Lucas Puente

On the perils of extrapolationlocal regression

07 Dec 2013

The Bureau of Labor Statistics released the jobs’ numbers for the month of November and many were pleased to see the unemployment rate fall from 7.3% to 7.0%. This was seen by many as positive news and the stock market jumped as a result. 

However, not everyone viewed the news through rose colored glasses.

He makes an important point: we shouldn’t consider the jump from October to November that meaningful given that the labor market was highly distorted by the government shutdown that lasted the first two weeks of that month. By showing that employment actually dipped from September to November (according to “the household adjustment survey data adjusted to a payroll concept”), he implies that we should be actually quite worried about the labor market. 

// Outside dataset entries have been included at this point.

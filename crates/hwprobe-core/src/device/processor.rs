//! Processor identity from `/proc/cpuinfo`.

use crate::paths::PATH_PROC_CPUINFO;
use crate::Prober;
use serde::Serialize;

/// Identity lines of `/proc/cpuinfo` plus build-target facts.
#[derive(Debug, Clone, PartialEq, Eq, Serialize)]
pub struct ProcessorInfo {
    pub processor: Option<String>,
    pub bogomips: Option<String>,
    pub features: Option<String>,
    pub hardware: Option<String>,
    pub is_64bit: bool,
    pub supported_abis: Vec<String>,
}

impl ProcessorInfo {
    pub fn parse(content: &str) -> Self {
        let mut info = Self {
            processor: None,
            bogomips: None,
            features: None,
            hardware: None,
            is_64bit: is_64bit(),
            supported_abis: supported_abis(),
        };

        for line in content.lines() {
            let Some((key, value)) = line.split_once(':') else {
                continue;
            };
            let value = value.trim().to_string();
            match key.trim() {
                "Processor" | "model name" => info.processor.get_or_insert(value),
                key if key.eq_ignore_ascii_case("bogomips") => info.bogomips.get_or_insert(value),
                "Features" | "flags" => info.features.get_or_insert(value),
                "Hardware" => info.hardware.get_or_insert(value),
                _ => continue,
            };
        }

        info
    }

    /// Reads `/proc/cpuinfo`; `None` if it cannot be read at all.
    pub async fn read(prober: &Prober) -> Option<Self> {
        let content = prober.read_text(PATH_PROC_CPUINFO).await?;
        Some(Self::parse(&content))
    }

    /// ABIs joined with `", "`.
    pub fn abis_joined(&self) -> String {
        self.supported_abis.join(", ")
    }
}

/// Whether this build targets a 64-bit architecture.
pub fn is_64bit() -> bool {
    cfg!(target_pointer_width = "64")
}

/// ABIs this build can run, most specific first.
pub fn supported_abis() -> Vec<String> {
    let abis: &[&str] = match std::env::consts::ARCH {
        "aarch64" => &["arm64-v8a", "armeabi-v7a", "armeabi"],
        "arm" => &["armeabi-v7a", "armeabi"],
        "x86_64" => &["x86_64", "x86"],
        "x86" => &["x86"],
        other => return vec![other.to_string()],
    };
    abis.iter().map(|s| s.to_string()).collect()
}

After seeing this tweet, I set out to see if a longer pattern in the data match corroborate his conclusion. To do this, I downloaded the past 5 years of civilian employment data* from the FRED database and fit two loess (aka local regression) curves. The first (in blue) has a span*  of 1/5, while the second (in dark green) had a span of 2/5. Otherwise, the two are identical.

This subtle difference turns out to be pretty important in evaluating the November jobs report. By fitting the blue loess curve to the previous 60 months of data (September 2009 - September 2013), we predict employment of 144,127,300. Our predict using the red loess curve is 144,592,200, a difference of 464,900 jobs. Perhaps more importantly, the blue curve says the labor market is out performing our expectations, while the red curve says the opposite. This important difference can be solely attributed to seems like an unimportant or minor modeling choice. This is an lesson for all of us working in data science to remember when interpreting data.

*This data set is close but not identical to the one Wolfers uses. I was unable to find the exact data set that he did.

**The span is also known as the smoothing parameter and is represented by alpha in regression equations. A larger alpha corresponds to fewer local regressions being run, while a smaller alpha uses fewer data points to construct the smoothing curve. When alpha is equal to one (the upper bound) the loess is identical to a standard linear regression.